HOW TO COMPLETE THIS TASK: Each line below must be written out exactly as shown.

GIVEN INFORMATION:
***
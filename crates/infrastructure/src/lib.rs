//! Adapters behind the application ports: SQLite persistence, the
//! NETCONF device session, the system ping probe, and report rendering.
pub mod database;
pub mod device;
pub mod probe;
pub mod report;
pub mod repositories;
mod postcheck_arp;
mod postcheck_ping;
mod precheck_arp;
mod precheck_ping;
mod report;

pub use postcheck_arp::PostcheckArpUseCase;
pub use postcheck_ping::PostcheckPingUseCase;
pub use precheck_arp::PrecheckArpUseCase;
pub use precheck_ping::PrecheckPingUseCase;
pub use report::{ReportOutput, ReportUseCase};

use mwcheck_domain::DomainError;
use tracing::warn;

/// Transient store failures degrade to an empty result and the run
/// continues; integrity and device faults pass through to the operator.
pub(crate) fn absorb_store<T: Default>(
    result: Result<T, DomainError>,
    operation: &str,
) -> Result<T, DomainError> {
    match result {
        Ok(value) => Ok(value),
        Err(DomainError::Store(e)) => {
            warn!(error = %e, operation, "store operation degraded to empty result");
            Ok(T::default())
        }
        Err(e) => Err(e),
    }
}
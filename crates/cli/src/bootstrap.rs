use anyhow::Context;
use mwcheck_domain::{CheckerConfig, CliOverrides};
use sqlx::SqlitePool;
use std::path::Path;
use tracing::info;
use tracing_subscriber::EnvFilter;

pub fn load_config(
    path: Option<&str>,
    overrides: &CliOverrides,
) -> anyhow::Result<CheckerConfig> {
    let mut config = match path {
        Some(p) => {
            let raw = std::fs::read_to_string(p)
                .with_context(|| format!("read config file {p}"))?;
            toml::from_str(&raw).with_context(|| format!("parse config file {p}"))?
        }
        None => CheckerConfig::default(),
    };
    config.apply_overrides(overrides);
    Ok(config)
}

/// RUST_LOG wins over the configured level when set.
pub fn init_logging(level: &str) {
    let filter = EnvFilter::try_from_default_env().unwrap_or_else(|_| EnvFilter::new(level));
    tracing_subscriber::fmt().with_env_filter(filter).init();
}

pub async fn init_database(path: &Path) -> anyhow::Result<SqlitePool> {
    info!("opening database {}", path.display());
    mwcheck_infrastructure::database::create_pool(path)
        .await
        .with_context(|| format!("open database {}", path.display()))
}
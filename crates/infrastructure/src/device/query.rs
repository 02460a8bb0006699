/// RPCs this tool can issue against a device, keyed by a stable name.
///
/// New query kinds get a variant here plus a body below; everything
/// downstream dispatches on the variant.
#[derive(Debug, Clone, Copy, PartialEq, Eq, Hash)]
pub enum DeviceQuery {
    /// Address-resolution table with name resolution disabled.
    ArpTableNoResolve,
}

impl DeviceQuery {
    pub fn name(&self) -> &'static str {
        match self {
            DeviceQuery::ArpTableNoResolve => "arp",
        }
    }

    pub fn rpc_body(&self) -> &'static str {
        match self {
            DeviceQuery::ArpTableNoResolve => {
                "<get-arp-table-information><no-resolve/></get-arp-table-information>"
            }
        }
    }
}
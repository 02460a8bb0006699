use async_trait::async_trait;
use mwcheck_application::ports::ReachabilityProbe;
use mwcheck_domain::{config::ProbeConfig, DomainError};
use tokio::process::Command;
use tracing::debug;

/// Shells out to the system `ping`: a small fixed packet count with a
/// short overall deadline. The raw output is returned untouched; the
/// caller decides what counts as success.
pub struct SystemPingProbe {
    packet_count: u32,
    deadline_secs: u32,
}

impl SystemPingProbe {
    pub fn new(config: &ProbeConfig) -> Self {
        Self {
            packet_count: config.packet_count,
            deadline_secs: config.deadline_secs,
        }
    }
}

#[async_trait]
impl ReachabilityProbe for SystemPingProbe {
    async fn probe(&self, address: &str) -> Result<String, DomainError> {
        debug!(address, "pinging host");

        let output = Command::new("ping")
            .arg("-c")
            .arg(self.packet_count.to_string())
            .arg("-w")
            .arg(self.deadline_secs.to_string())
            .arg(address)
            .output()
            .await
            .map_err(|e| DomainError::Probe(format!("ping {address}: {e}")))?;

        Ok(String::from_utf8_lossy(&output.stdout).into_owned())
    }
}
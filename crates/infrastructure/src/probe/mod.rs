mod ping;

pub use ping::SystemPingProbe;
use crate::errors::DomainError;
use std::fmt;
use std::str::FromStr;

/// Verdict of a single host probe. Persisted as `OK` / `FAILED`.
#[derive(Debug, Clone, Copy, PartialEq, Eq)]
pub enum Reachability {
    Reachable,
    Unreachable,
}

impl Reachability {
    pub fn as_str(&self) -> &'static str {
        match self {
            Reachability::Reachable => "OK",
            Reachability::Unreachable => "FAILED",
        }
    }
}

impl fmt::Display for Reachability {
    fn fmt(&self, f: &mut fmt::Formatter<'_>) -> fmt::Result {
        f.write_str(self.as_str())
    }
}

impl FromStr for Reachability {
    type Err = DomainError;

    fn from_str(s: &str) -> Result<Self, Self::Err> {
        match s {
            "OK" => Ok(Reachability::Reachable),
            "FAILED" => Ok(Reachability::Unreachable),
            other => Err(DomainError::Store(format!(
                "unknown reachability value: {other}"
            ))),
        }
    }
}

/// Probe result for one host address.
#[derive(Debug, Clone, PartialEq, Eq)]
pub struct ProbeOutcome {
    pub address: String,
    pub verdict: Reachability,
}

impl ProbeOutcome {
    pub fn new(address: impl Into<String>, verdict: Reachability) -> Self {
        Self {
            address: address.into(),
            verdict,
        }
    }
}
***
PROBLEM SOLUTION:
filename crates/infrastructure/src/lib.rs
//! Adapters behind the application ports: SQLite persistence, the
//! NETCONF device session, the system ping probe, and report rendering.
pub mod database;
pub mod device;
pub mod probe;
pub mod report;
pub mod repositories;
mod postcheck_arp;
mod postcheck_ping;
mod precheck_arp;
mod precheck_ping;
mod report;

pub use postcheck_arp::PostcheckArpUseCase;
pub use postcheck_ping::PostcheckPingUseCase;
pub use precheck_arp::PrecheckArpUseCase;
pub use precheck_ping::PrecheckPingUseCase;
pub use report::{ReportOutput, ReportUseCase};

use mwcheck_domain::DomainError;
use tracing::warn;

/// Transient store failures degrade to an empty result and the run
/// continues; integrity and device faults pass through to the operator.
pub(crate) fn absorb_store<T: Default>(
    result: Result<T, DomainError>,
    operation: &str,
) -> Result<T, DomainError> {
    match result {
        Ok(value) => Ok(value),
        Err(DomainError::Store(e)) => {
            warn!(error = %e, operation, "store operation degraded to empty result");
            Ok(T::default())
        }
        Err(e) => Err(e),
    }
}
filename crates/cli/src/bootstrap.rs
use anyhow::Context;
use mwcheck_domain::{CheckerConfig, CliOverrides};
use sqlx::SqlitePool;
use std::path::Path;
use tracing::info;
use tracing_subscriber::EnvFilter;

pub fn load_config(
    path: Option<&str>,
    overrides: &CliOverrides,
) -> anyhow::Result<CheckerConfig> {
    let mut config = match path {
        Some(p) => {
            let raw = std::fs::read_to_string(p)
                .with_context(|| format!("read config file {p}"))?;
            toml::from_str(&raw).with_context(|| format!("parse config file {p}"))?
        }
        None => CheckerConfig::default(),
    };
    config.apply_overrides(overrides);
    Ok(config)
}

/// RUST_LOG wins over the configured level when set.
pub fn init_logging(level: &str) {
    let filter = EnvFilter::try_from_default_env().unwrap_or_else(|_| EnvFilter::new(level));
    tracing_subscriber::fmt().with_env_filter(filter).init();
}

pub async fn init_database(path: &Path) -> anyhow::Result<SqlitePool> {
    info!("opening database {}", path.display());
    mwcheck_infrastructure::database::create_pool(path)
        .await
        .with_context(|| format!("open database {}", path.display()))
}
filename crates/infrastructure/src/device/query.rs
repository 02460a8bb0006699
/// RPCs this tool can issue against a device, keyed by a stable name.
///
/// New query kinds get a variant here plus a body below; everything
/// downstream dispatches on the variant.
#[derive(Debug, Clone, Copy, PartialEq, Eq, Hash)]
pub enum DeviceQuery {
    /// Address-resolution table with name resolution disabled.
    ArpTableNoResolve,
}

impl DeviceQuery {
    pub fn name(&self) -> &'static str {
        match self {
            DeviceQuery::ArpTableNoResolve => "arp",
        }
    }

    pub fn rpc_body(&self) -> &'static str {
        match self {
            DeviceQuery::ArpTableNoResolve => {
                "<get-arp-table-information><no-resolve/></get-arp-table-information>"
            }
        }
    }
}
repository 02460a8bb0006699
use async_trait::async_trait;
use mwcheck_application::ports::ReachabilityProbe;
use mwcheck_domain::{config::ProbeConfig, DomainError};
use tokio::process::Command;
use tracing::debug;

/// Shells out to the system `ping`: a small fixed packet count with a
/// short overall deadline. The raw output is returned untouched; the
/// caller decides what counts as success.
pub struct SystemPingProbe {
    packet_count: u32,
    deadline_secs: u32,
}

impl SystemPingProbe {
    pub fn new(config: &ProbeConfig) -> Self {
        Self {
            packet_count: config.packet_count,
            deadline_secs: config.deadline_secs,
        }
    }
}

#[async_trait]
impl ReachabilityProbe for SystemPingProbe {
    async fn probe(&self, address: &str) -> Result<String, DomainError> {
        debug!(address, "pinging host");

        let output = Command::new("ping")
            .arg("-c")
            .arg(self.packet_count.to_string())
            .arg("-w")
            .arg(self.deadline_secs.to_string())
            .arg(address)
            .output()
            .await
            .map_err(|e| DomainError::Probe(format!("ping {address}: {e}")))?;

        Ok(String::from_utf8_lossy(&output.stdout).into_owned())
    }
}
filename crates/infrastructure/src/probe/mod.rs
mod ping;

pub use ping::SystemPingProbe;
use crate::errors::DomainError;
use std::fmt;
use std::str::FromStr;

/// Verdict of a single host probe. Persisted as `OK` / `FAILED`.
#[derive(Debug, Clone, Copy, PartialEq, Eq)]
pub enum Reachability {
    Reachable,
    Unreachable,
}

impl Reachability {
    pub fn as_str(&self) -> &'static str {
        match self {
            Reachability::Reachable => "OK",
            Reachability::Unreachable => "FAILED",
        }
    }
}

impl fmt::Display for Reachability {
    fn fmt(&self, f: &mut fmt::Formatter<'_>) -> fmt::Result {
        f.write_str(self.as_str())
    }
}

impl FromStr for Reachability {
    type Err = DomainError;

    fn from_str(s: &str) -> Result<Self, Self::Err> {
        match s {
            "OK" => Ok(Reachability::Reachable),
            "FAILED" => Ok(Reachability::Unreachable),
            other => Err(DomainError::Store(format!(
                "unknown reachability value: {other}"
            ))),
        }
    }
}

/// Probe result for one host address.
#[derive(Debug, Clone, PartialEq, Eq)]
pub struct ProbeOutcome {
    pub address: String,
    pub verdict: Reachability,
}

impl ProbeOutcome {
    pub fn new(address: impl Into<String>, verdict: Reachability) -> Self {
        Self {
            address: address.into(),
            verdict,
        }
    }
}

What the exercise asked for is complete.